Am I doing that about right?
Richard Reese - Chairman and Chief Executive Officer
Your approach is reasonable.
But I think you're losing sight, Harry, of the fact that most of that revenue is in Europe.
And Europe has a different fiscal cycle than us.
Their year-end closes October 30.
You're only going to see four months of that.
Harry Blount
You did mention that.
Richard Reese - Chairman and Chief Executive Officer
The 60, 70 is really like two thirds of that.
More like $45 million.
If you add the $45 million to our previous guidance, you'll see that we just -- we skooched down our base business -- our base business range a bit, you know, to reflect the weakness we saw in the first half.
Harry Blount
Okay, great.
Thanks.
Operator
And our next question comes from Andrew Steinerman from Bear, Stearns & Company.
Andrew Steinerman
Hi, guys.
I'm going to focus on storage because I sort of agree that is sort of the anchor of this ship here.

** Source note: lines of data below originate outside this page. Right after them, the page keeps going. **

use chrono::{DateTime, Utc};
use serde::Serialize;
use serde::de::DeserializeOwned;
use serde_json::Value as JsonValue;
use uuid::Uuid;

use super::{DbError, Result, Value};

/// Conversion between a struct field and a scalar column value.
///
/// Implemented for the primitive types, identities, timestamps and raw JSON.
/// Derived entities call these for every non-document field.
pub trait ColumnValue: Sized {
    fn to_value(&self) -> Value;
    fn from_value(value: &Value) -> Result<Self>;
}

fn mismatch(expected: &str, got: &Value) -> DbError {
    DbError::TypeMismatch(format!("expected {}, got {}", expected, got.type_name()))
}

impl ColumnValue for i64 {
    fn to_value(&self) -> Value {
        Value::Integer(*self)
    }

    fn from_value(value: &Value) -> Result<Self> {
        value.as_i64().ok_or_else(|| mismatch("INTEGER", value))
    }
}

impl ColumnValue for i32 {
    fn to_value(&self) -> Value {
        Value::Integer(i64::from(*self))
    }

    fn from_value(value: &Value) -> Result<Self> {
        let raw = i64::from_value(value)?;
        i32::try_from(raw).map_err(|_| DbError::TypeMismatch(format!("{} overflows i32", raw)))
    }
}

impl ColumnValue for u32 {
    fn to_value(&self) -> Value {
        Value::Integer(i64::from(*self))
    }

    fn from_value(value: &Value) -> Result<Self> {
        let raw = i64::from_value(value)?;
        u32::try_from(raw).map_err(|_| DbError::TypeMismatch(format!("{} overflows u32", raw)))
    }
}

impl ColumnValue for f64 {
    fn to_value(&self) -> Value {
        Value::Float(*self)
    }

    fn from_value(value: &Value) -> Result<Self> {
        value.as_f64().ok_or_else(|| mismatch("FLOAT", value))
    }
}

impl ColumnValue for f32 {
    fn to_value(&self) -> Value {
        Value::Float(f64::from(*self))
    }

    fn from_value(value: &Value) -> Result<Self> {
        f64::from_value(value).map(|v| v as f32)
    }
}

impl ColumnValue for bool {
    fn to_value(&self) -> Value {
        Value::Boolean(*self)
    }

    fn from_value(value: &Value) -> Result<Self> {
        match value {
            Value::Boolean(b) => Ok(*b),
            Value::Json(JsonValue::Bool(b)) => Ok(*b),
            other => Err(mismatch("BOOLEAN", other)),
        }
    }
}

impl ColumnValue for String {
    fn to_value(&self) -> Value {
        Value::Text(self.clone())
    }

    fn from_value(value: &Value) -> Result<Self> {
        match value {
            Value::Uuid(id) => Ok(id.to_string()),
            other => other
                .as_str()
                .map(str::to_string)
                .ok_or_else(|| mismatch("TEXT", other)),
        }
    }
}

impl ColumnValue for Uuid {
    fn to_value(&self) -> Value {
        Value::Uuid(*self)
    }

    fn from_value(value: &Value) -> Result<Self> {
        match value {
            Value::Uuid(id) => Ok(*id),
            other => {
                let raw = other.as_str().ok_or_else(|| mismatch("UUID", other))?;
                Uuid::parse_str(raw).map_err(|err| DbError::TypeMismatch(err.to_string()))
            }
        }
    }
}

impl ColumnValue for DateTime<Utc> {
    fn to_value(&self) -> Value {
        Value::Timestamp(*self)
    }

    fn from_value(value: &Value) -> Result<Self> {
        match value {
            Value::Timestamp(ts) => Ok(*ts),
            other => {
                let raw = other.as_str().ok_or_else(|| mismatch("TIMESTAMP", other))?;
                DateTime::parse_from_rfc3339(raw)
                    .map(|ts| ts.with_timezone(&Utc))
                    .map_err(|err| DbError::TypeMismatch(err.to_string()))
            }
        }
    }
}

impl ColumnValue for JsonValue {
    fn to_value(&self) -> Value {
        Value::Json(self.clone())
    }

    fn from_value(value: &Value) -> Result<Self> {
        Ok(value.to_json())
    }
}

impl<T: ColumnValue> ColumnValue for Option<T> {
    fn to_value(&self) -> Value {
        match self {
            Some(inner) => inner.to_value(),
            None => Value::Null,
        }
    }

    fn from_value(value: &Value) -> Result<Self> {
        if value.is_null() {
            return Ok(None);
        }
        T::from_value(value).map(Some)
    }
}

/// Composite value columns (lists) are stored as JSON arrays and compared structurally.
impl<T: ColumnValue> ColumnValue for Vec<T> {
    fn to_value(&self) -> Value {
        Value::Json(JsonValue::Array(
            self.iter().map(|item| item.to_value().to_json()).collect(),
        ))
    }

    fn from_value(value: &Value) -> Result<Self> {
        match value {
            Value::Null => Ok(Vec::new()),
            Value::Json(JsonValue::Array(items)) => items
                .iter()
                .map(|item| T::from_value(&Value::from_json(item)))
                .collect(),
            other => Err(mismatch("JSON array", other)),
        }
    }
}

/// Serializes a semi-structured field into its stored column value.
pub fn document_to_value<T: Serialize>(document: &Option<T>) -> Result<Value> {
    match document {
        Some(inner) => Ok(Value::Json(serde_json::to_value(inner)?)),
        None => Ok(Value::Null),
    }
}

/// Reads a semi-structured field back from its stored column value.
pub fn document_from_value<T: DeserializeOwned>(value: Option<&Value>) -> Result<Option<T>> {
    match value {
        None | Some(Value::Null) | Some(Value::Json(JsonValue::Null)) => Ok(None),
        Some(Value::Json(json)) => Ok(Some(serde_json::from_value(json.clone())?)),
        Some(Value::Text(raw)) => Ok(Some(serde_json::from_str(raw)?)),
        Some(other) => Err(mismatch("JSON", other)),
    }
}

/// Reads a scalar field, treating a missing column as NULL.
pub fn scalar_from_row<T: ColumnValue>(value: Option<&Value>) -> Result<T> {
    T::from_value(value.unwrap_or(&Value::Null))
}
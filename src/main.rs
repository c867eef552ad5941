use std::fs;
use std::path::{Path, PathBuf};
use std::sync::Arc;

use anyhow::{Context, Result};
use async_trait::async_trait;
use clap::{Parser, Subcommand};
use docdelta::core::{DataType, DocumentSubtype, Value};
use docdelta::diff::{ChangeSet, FieldChange};
use docdelta::patch::{ColumnTypeResolver, PatchCompiler, PatchDialect, PostgresDialect, SchemaSource};
use serde_json::{Value as JsonValue, json};
use tracing::debug;
use tracing_subscriber::EnvFilter;

#[derive(Parser)]
#[command(name = "docdelta")]
#[command(about = "Diff JSON documents and render leaf-level column patches")]
struct Cli {
    #[command(subcommand)]
    command: Command,
}

#[derive(Subcommand)]
enum Command {
    /// Print the dotted-key changes that turn OLD into NEW
    Diff { old: PathBuf, new: PathBuf },
    /// Print the SQL that patches a document column from OLD to NEW
    Patch {
        old: PathBuf,
        new: PathBuf,
        #[arg(long)]
        table: String,
        #[arg(long)]
        column: String,
        #[arg(long, default_value_t = DocumentSubtype::Jsonb)]
        subtype: DocumentSubtype,
        /// Render a full UPDATE addressed by this id instead of the bare assignment
        #[arg(long)]
        id: Option<String>,
        #[arg(long, default_value = "id")]
        key_column: String,
    },
}

/// Answers every lookup with the subtype given on the command line.
struct FixedSubtype(DocumentSubtype);

#[async_trait]
impl SchemaSource for FixedSubtype {
    async fn column_type(&self, _table: &str, _column: &str) -> docdelta::Result<Option<DataType>> {
        Ok(Some(DataType::Document(self.0)))
    }
}

#[tokio::main]
async fn main() -> Result<()> {
    tracing_subscriber::fmt()
        .with_env_filter(EnvFilter::try_from_default_env().unwrap_or_else(|_| EnvFilter::new("warn")))
        .with_writer(std::io::stderr)
        .init();

    let cli = Cli::parse();
    match cli.command {
        Command::Diff { old, new } => run_diff(&old, &new),
        Command::Patch {
            old,
            new,
            table,
            column,
            subtype,
            id,
            key_column,
        } => run_patch(&old, &new, &table, &column, subtype, id, &key_column).await,
    }
}

fn read_document(path: &Path) -> Result<Option<JsonValue>> {
    let raw = fs::read_to_string(path).with_context(|| format!("reading {}", path.display()))?;
    let json: JsonValue =
        serde_json::from_str(&raw).with_context(|| format!("parsing {}", path.display()))?;
    Ok(match json {
        JsonValue::Null => None,
        other => Some(other),
    })
}

fn document_changes(field: &str, old: &Path, new: &Path) -> Result<ChangeSet> {
    let old = read_document(old)?;
    let new = read_document(new)?;
    let mut changes = ChangeSet::new();
    changes.record_document(field, FieldChange::between(&new, &old));
    Ok(changes)
}

fn run_diff(old: &Path, new: &Path) -> Result<()> {
    let changes = document_changes("$", old, new)?;
    let flat: serde_json::Map<String, JsonValue> = changes
        .flatten()
        .into_iter()
        .map(|(key, value)| {
            let key = match key.strip_prefix("$.") {
                Some(path) => path.to_string(),
                None => key,
            };
            (key, value)
        })
        .collect();
    println!("{}", serde_json::to_string_pretty(&JsonValue::Object(flat))?);
    Ok(())
}

async fn run_patch(
    old: &Path,
    new: &Path,
    table: &str,
    column: &str,
    subtype: DocumentSubtype,
    id: Option<String>,
    key_column: &str,
) -> Result<()> {
    let changes = document_changes(column, old, new)?;
    if changes.is_empty() {
        println!("{}", json!({ "sql": null, "args": [] }));
        return Ok(());
    }

    let resolver = ColumnTypeResolver::new(Arc::new(FixedSubtype(subtype)));
    let patches = PatchCompiler::new(resolver)
        .compile(table, &[], &changes)
        .await?;
    debug!("Compiled {} patch(es)", patches.len());

    let dialect = PostgresDialect;
    let (sql, args) = match id {
        Some(id) => {
            let fragment = dialect.render_update(table, key_column, &Value::Text(id), &patches);
            (fragment.sql, fragment.args)
        }
        None => {
            let mut args = Vec::new();
            let assignments: Vec<String> = patches
                .iter()
                .map(|patch| dialect.render_assignment(patch, &mut args))
                .collect();
            (assignments.join(", "), args)
        }
    };

    let args: Vec<JsonValue> = args.iter().map(Value::to_json).collect();
    println!(
        "{}",
        serde_json::to_string_pretty(&json!({ "sql": sql, "args": args }))?
    );
    Ok(())
}
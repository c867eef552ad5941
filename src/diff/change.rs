//! Change representation produced by diffing two entity snapshots.
//!
//! Changes stay typed all the way to the patch compiler; the dotted-key view
//! (`"status.mode"`) is only rendered by [`ChangeSet::flatten`] and parsed back
//! by [`ChangeSet::from_flat`].

use std::collections::BTreeMap;
use std::collections::btree_map;
use std::fmt;

use serde::Serialize;
use serde_json::Value as JsonValue;

use crate::core::{DbError, Result, Value};

/// Address of a leaf inside a document, one segment per nesting level.
///
/// Ordered segment by segment, so patch steps come out in lexicographic path
/// order and a key containing a dot stays distinct from a nested path.
#[derive(Debug, Clone, PartialEq, Eq, PartialOrd, Ord, Hash, Default)]
pub struct DocumentPath(Vec<String>);

impl DocumentPath {
    pub fn root() -> Self {
        Self(Vec::new())
    }

    pub fn new<I, S>(segments: I) -> Self
    where
        I: IntoIterator<Item = S>,
        S: Into<String>,
    {
        Self(segments.into_iter().map(Into::into).collect())
    }

    /// Splits a dotted path. Empty input yields the root path.
    pub fn parse(dotted: &str) -> Self {
        if dotted.is_empty() {
            return Self::root();
        }
        Self(dotted.split('.').map(str::to_string).collect())
    }

    pub fn is_root(&self) -> bool {
        self.0.is_empty()
    }

    pub fn segments(&self) -> &[String] {
        &self.0
    }

    pub fn child(&self, segment: impl Into<String>) -> Self {
        let mut segments = self.0.clone();
        segments.push(segment.into());
        Self(segments)
    }

    /// Re-roots this path under `prefix`.
    pub fn under(&self, prefix: &DocumentPath) -> Self {
        let mut segments = prefix.0.clone();
        segments.extend(self.0.iter().cloned());
        Self(segments)
    }

    pub fn dotted(&self) -> String {
        self.0.join(".")
    }
}

impl fmt::Display for DocumentPath {
    fn fmt(&self, f: &mut fmt::Formatter<'_>) -> fmt::Result {
        f.write_str(&self.dotted())
    }
}

/// A new value for one path, serialized eagerly.
///
/// Serialization failures are carried instead of raised; the patch compiler
/// decides whether to skip the path or abort.
#[derive(Debug, Clone, PartialEq)]
pub enum PathValue {
    Ready(JsonValue),
    Unserializable(String),
}

impl PathValue {
    pub fn of<T: Serialize + ?Sized>(value: &T) -> Self {
        match serde_json::to_value(value) {
            Ok(json) => Self::Ready(json),
            Err(err) => Self::Unserializable(err.to_string()),
        }
    }

    pub fn null() -> Self {
        Self::Ready(JsonValue::Null)
    }

    pub fn as_json(&self) -> Option<&JsonValue> {
        match self {
            Self::Ready(json) => Some(json),
            Self::Unserializable(_) => None,
        }
    }

    pub fn to_result(&self) -> Result<&JsonValue> {
        match self {
            Self::Ready(json) => Ok(json),
            Self::Unserializable(reason) => Err(DbError::Serialization(reason.clone())),
        }
    }
}

impl From<JsonValue> for PathValue {
    fn from(json: JsonValue) -> Self {
        Self::Ready(json)
    }
}

/// Leaf-level changes inside one document, keyed by path relative to the document root.
#[derive(Debug, Clone, Default, PartialEq)]
pub struct DocumentDiff {
    entries: BTreeMap<DocumentPath, PathValue>,
}

impl DocumentDiff {
    pub fn new() -> Self {
        Self::default()
    }

    pub fn is_empty(&self) -> bool {
        self.entries.is_empty()
    }

    pub fn len(&self) -> usize {
        self.entries.len()
    }

    pub fn insert(&mut self, path: DocumentPath, value: PathValue) {
        self.entries.insert(path, value);
    }

    /// Records a changed leaf field of the current document level.
    pub fn set_leaf<T: Serialize + ?Sized>(&mut self, key: &str, value: &T) {
        self.entries
            .insert(DocumentPath::root().child(key), PathValue::of(value));
    }

    /// Folds the change of a nested optional record under `key`.
    pub fn nest(&mut self, key: &str, change: FieldChange) {
        let prefix = DocumentPath::root().child(key);
        match change {
            FieldChange::NoChange => {}
            FieldChange::SetWhole(value) | FieldChange::Replace(value) => {
                self.entries.insert(prefix, value);
            }
            FieldChange::SetNull => {
                self.entries.insert(prefix, PathValue::null());
            }
            FieldChange::SubPaths(inner) => self.nest_diff(key, inner),
        }
    }

    /// Folds the diff of a nested, always-present record under `key`.
    pub fn nest_diff(&mut self, key: &str, inner: DocumentDiff) {
        let prefix = DocumentPath::root().child(key);
        for (path, value) in inner.entries {
            self.entries.insert(path.under(&prefix), value);
        }
    }

    pub fn get(&self, path: &DocumentPath) -> Option<&PathValue> {
        self.entries.get(path)
    }

    pub fn contains_root(&self) -> bool {
        self.entries.contains_key(&DocumentPath::root())
    }

    pub fn iter(&self) -> btree_map::Iter<'_, DocumentPath, PathValue> {
        self.entries.iter()
    }
}

impl IntoIterator for DocumentDiff {
    type Item = (DocumentPath, PathValue);
    type IntoIter = btree_map::IntoIter<DocumentPath, PathValue>;

    fn into_iter(self) -> Self::IntoIter {
        self.entries.into_iter()
    }
}

impl FromIterator<(DocumentPath, PathValue)> for DocumentDiff {
    fn from_iter<I: IntoIterator<Item = (DocumentPath, PathValue)>>(iter: I) -> Self {
        Self {
            entries: iter.into_iter().collect(),
        }
    }
}

/// Outcome of diffing one semi-structured field.
#[derive(Debug, Clone, PartialEq)]
pub enum FieldChange {
    NoChange,
    /// Nothing was stored before; the whole new value goes in.
    SetWhole(PathValue),
    /// A stored document changed shape at its root and is overwritten.
    Replace(PathValue),
    /// The field was cleared.
    SetNull,
    SubPaths(DocumentDiff),
}

impl FieldChange {
    /// Applies the nil rules between the new and the old value of a document field.
    pub fn between<T>(new: &Option<T>, old: &Option<T>) -> Self
    where
        T: super::Document + Serialize,
    {
        match (new, old) {
            (None, None) => Self::NoChange,
            (Some(new), None) => Self::SetWhole(PathValue::of(new)),
            (None, Some(_)) => Self::SetNull,
            (Some(new), Some(old)) => {
                let diff = new.diff_document(old);
                if diff.is_empty() {
                    Self::NoChange
                } else if diff.contains_root() {
                    // The document itself changed shape; there is no sub-path to address.
                    Self::Replace(PathValue::of(new))
                } else {
                    Self::SubPaths(diff)
                }
            }
        }
    }
}

/// One entry of a change-set.
#[derive(Debug, Clone, PartialEq)]
pub enum Change {
    /// New value for a plain column.
    Scalar(Value),
    /// Whole-document write for a column that held nothing before.
    ReplaceDocument(PathValue),
    /// Whole-document write over a stored document of another shape.
    OverwriteDocument(PathValue),
    /// Explicit null for a document column.
    ClearDocument,
    /// Leaf updates inside a document column.
    PathSet(DocumentDiff),
}

/// Field name to change, ordered by field name.
///
/// A field carries at most one [`Change`], so a column can never be addressed
/// both as a whole value and through sub-paths.
#[derive(Debug, Clone, Default, PartialEq)]
pub struct ChangeSet {
    entries: BTreeMap<String, Change>,
}

impl ChangeSet {
    pub fn new() -> Self {
        Self::default()
    }

    pub fn is_empty(&self) -> bool {
        self.entries.is_empty()
    }

    pub fn len(&self) -> usize {
        self.entries.len()
    }

    pub fn insert_scalar(&mut self, field: &str, value: Value) {
        self.entries.insert(field.to_string(), Change::Scalar(value));
    }

    /// Records the outcome of a document field diff; `NoChange` records nothing.
    pub fn record_document(&mut self, field: &str, change: FieldChange) {
        let entry = match change {
            FieldChange::NoChange => return,
            FieldChange::SetWhole(value) => Change::ReplaceDocument(value),
            FieldChange::Replace(value) => Change::OverwriteDocument(value),
            FieldChange::SetNull => Change::ClearDocument,
            FieldChange::SubPaths(diff) => Change::PathSet(diff),
        };
        self.entries.insert(field.to_string(), entry);
    }

    pub fn get(&self, field: &str) -> Option<&Change> {
        self.entries.get(field)
    }

    pub fn contains(&self, field: &str) -> bool {
        self.entries.contains_key(field)
    }

    pub fn remove(&mut self, field: &str) -> Option<Change> {
        self.entries.remove(field)
    }

    pub fn iter(&self) -> btree_map::Iter<'_, String, Change> {
        self.entries.iter()
    }

    /// Dotted keys in the order [`ChangeSet::flatten`] would render them.
    pub fn dotted_keys(&self) -> Vec<String> {
        self.flatten().into_keys().collect()
    }

    /// Renders the flat dotted-key view.
    ///
    /// Plain and whole-document changes keep the bare field name; path changes
    /// become `"<field>.<path>"`. Unserializable values are left out.
    pub fn flatten(&self) -> BTreeMap<String, JsonValue> {
        let mut flat = BTreeMap::new();
        for (field, change) in &self.entries {
            match change {
                Change::Scalar(value) => {
                    flat.insert(field.clone(), value.to_json());
                }
                Change::ReplaceDocument(value) | Change::OverwriteDocument(value) => {
                    if let Some(json) = value.as_json() {
                        flat.insert(field.clone(), json.clone());
                    }
                }
                Change::ClearDocument => {
                    flat.insert(field.clone(), JsonValue::Null);
                }
                Change::PathSet(diff) => {
                    for (path, value) in diff.iter() {
                        if let Some(json) = value.as_json() {
                            flat.insert(format!("{}.{}", field, path.dotted()), json.clone());
                        }
                    }
                }
            }
        }
        flat
    }

    /// Parses a flat dotted-key map into a change-set.
    ///
    /// Keys without a dot become plain assignments; dotted keys are grouped
    /// under the segment before the first dot. Mixing a bare key and dotted
    /// keys for the same root is rejected.
    pub fn from_flat<I, K>(values: I) -> Result<Self>
    where
        I: IntoIterator<Item = (K, Value)>,
        K: AsRef<str>,
    {
        let mut plain = BTreeMap::<String, Value>::new();
        let mut grouped = BTreeMap::<String, DocumentDiff>::new();

        for (key, value) in values {
            let key = key.as_ref();
            match key.split_once('.') {
                Some((root, sub_path)) => {
                    if root.is_empty() || sub_path.is_empty() {
                        return Err(DbError::InvalidChangeSet(format!(
                            "malformed path '{}'",
                            key
                        )));
                    }
                    grouped
                        .entry(root.to_string())
                        .or_default()
                        .insert(DocumentPath::parse(sub_path), PathValue::Ready(value.to_json()));
                }
                None => {
                    plain.insert(key.to_string(), value);
                }
            }
        }

        if let Some(root) = grouped.keys().find(|root| plain.contains_key(*root)) {
            return Err(DbError::InvalidChangeSet(format!(
                "'{}' is addressed both as a whole value and through sub-paths",
                root
            )));
        }

        let mut changes = Self::new();
        for (field, value) in plain {
            changes.entries.insert(field, Change::Scalar(value));
        }
        for (field, diff) in grouped {
            changes.entries.insert(field, Change::PathSet(diff));
        }
        Ok(changes)
    }
}

impl IntoIterator for ChangeSet {
    type Item = (String, Change);
    type IntoIter = btree_map::IntoIter<String, Change>;

    fn into_iter(self) -> Self::IntoIter {
        self.entries.into_iter()
    }
}

impl<'a> IntoIterator for &'a ChangeSet {
    type Item = (&'a String, &'a Change);
    type IntoIter = btree_map::Iter<'a, String, Change>;

    fn into_iter(self) -> Self::IntoIter {
        self.entries.iter()
    }
}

And it is encouraging to see it move up for two quarters in a row.
We're looking at a level of 8.4 and last quarter was 8.2.
You gave a range of guidance of 8 to 9% which is suggesting that you're leaving open the possibility that storage doesn't accelerate from here, that it decelerates if you were at the low end.
What are you seeing out there in terms of your backlog, your sort of methodical acceleration here that makes you feel like it is still possible that we move backwards before moving forwards?
John Kenny - Executive Vice President and Chief Financial Officer
We expect to be in the top half of that range for the second half.
Richard Reese - Chairman and Chief Executive Officer
And that's based upon -- remember, the two things -- one I talked about and one I haven't yet.
But one -- I talked about the sales force performance and suggested by the end of Q3 the larger of the two in the records management business, which is where the boxes are, would be at 100% of quota.
We're pretty confident of that, because we talked before about the role, the so-called pipeline of built up demand.
That is moving in and it's moving very consistently.
And you can map it out and it will get us there is our belief.
Andrew Steinerman
Right.
Richard Reese - Chairman and Chief Executive Officer
These are known accounts.
Andrew Steinerman
But is there anything about the move in of the role that makes you feel like it's coming in but it is coming in slower than we would hope?
Richard Reese - Chairman and Chief Executive Officer
Once it started, some of it started slower.
If you remember going back, it started slower.
But once it starts, its generally in our control.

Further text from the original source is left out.